The action begins with him sitting a table at the hospital, therapeutically making “arts and crafts” as a flashback returns the action to his coming of age as an artist in Harlem, “when Harlem was in Vogue.” The next two episodes recount his mother’s dazzling dominance among the Black middle class and his rebellion against this “respectability” and rising fame as a radical activist and race man. While his mother hosts salons and writes the social column for the Chicago Defender, Bearden immerses himself in his day job, casework with Harlem’s poor and spends his nights with the “Dawn Patrol” in the definitely anti-uplift scene of Harlem’s often transgressive cabarets.

Then his world falls apart. Episode three opens with the 1943 riot in Harlem, his mother’s unexpected death, and the dissipation of the Harlem community when the government shuts down the federal support for artists that sustained a community in Harlem. One artist after another departs. (The repeal of prohibition set into place the dissipation of Harlem night-life, as well). In episode four, World War II and Bearden’s decision to enlist in the army abruptly cast him into the unfamiliar territory, for him, of segregation. Life has pulled the rug of privilege out from under him. He becomes disenchanted with the idea of being a race man, takes up abstract painting, meets a glamorous and influential patron in the figure of Caresse Crosby and refuses to exhibit in “Negro” art shows.

Crosby gets him a New York Gallery dealer. Bearden is now a member of the New York Art world and for a few years, he enjoys a modest success. But he is on the margins. He is on the margins of other Negro artists, having boycotted black exhibitions. He is on the margins of his new avant-garde, mid-town gallery, the Samuel Kooz gallery where his colleagues are all white and all devoted full time to their art, while he still works full time as a caseworker for a living. When the gallery unceremoniously cuts him, he takes a leave of absence from work to sail to Paris.
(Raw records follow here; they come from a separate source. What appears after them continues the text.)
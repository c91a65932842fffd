//! Shared application state handed to every handler

use crate::core::auth::AuthProvider;
use crate::core::error::{BillingResult, QuotaError};
use crate::core::plan::{Capability, Plan, PlanRegistry, plan_allows};
use crate::core::service::InvoiceStore;
use crate::subscriptions::accessor::SubscriptionAccessor;
use axum::extract::FromRef;
use std::sync::Arc;
use uuid::Uuid;

/// Everything a request may touch
///
/// Cheap to clone; all collaborators sit behind `Arc`.
#[derive(Clone)]
pub struct AppState {
    pub invoices: Arc<dyn InvoiceStore>,
    pub subscriptions: SubscriptionAccessor,
    pub auth: Arc<dyn AuthProvider>,
}

impl AppState {
    pub fn registry(&self) -> &PlanRegistry {
        self.subscriptions.registry()
    }

    /// The caller's plan if it grants `capability`, otherwise an upgrade error
    pub async fn require_capability(
        &self,
        owner: &Uuid,
        capability: Capability,
    ) -> BillingResult<Plan> {
        let plan = self.subscriptions.get_user_plan(owner).await;
        ensure_allowed(owner, plan, capability)?;
        Ok(plan)
    }
}

/// Check an already-resolved plan against `capability`
pub fn ensure_allowed(owner: &Uuid, plan: Plan, capability: Capability) -> BillingResult<()> {
    if plan_allows(plan, capability) {
        Ok(())
    } else {
        tracing::debug!(user_id = %owner, plan = %plan, %capability, "capability denied");
        Err(QuotaError::CapabilityDenied { plan, capability }.into())
    }
}

impl FromRef<AppState> for Arc<dyn AuthProvider> {
    fn from_ref(state: &AppState) -> Self {
        state.auth.clone()
    }
}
Episode five takes us to Paris, where he has a brief but intense liberating experience. He returns to New York and his full time job as caseworker for the Romani community. In the meantime, he takes up songwriting and paints intermittently. He is on a path sliding downward fast into his breakdown. Episode five finds him meeting and marrying Nanette Rohan, a beautiful model, who rescues him. She makes him stop songwriting, disengage with some sketchy characters, and return to painting. He returns to painting as the Civil Rights movement is heating up and in a few years will explode onto the art scene with his groundbreaking Projections and collages.

Daniel Sunjata would play the young Bearden, Courtney Vance would play his father and Niki Noni Rose or Jill Scott, his charismatic mother. Angela Bassett would play Nanette. The big question is who would play the mature Bearden? The series would be a big hit!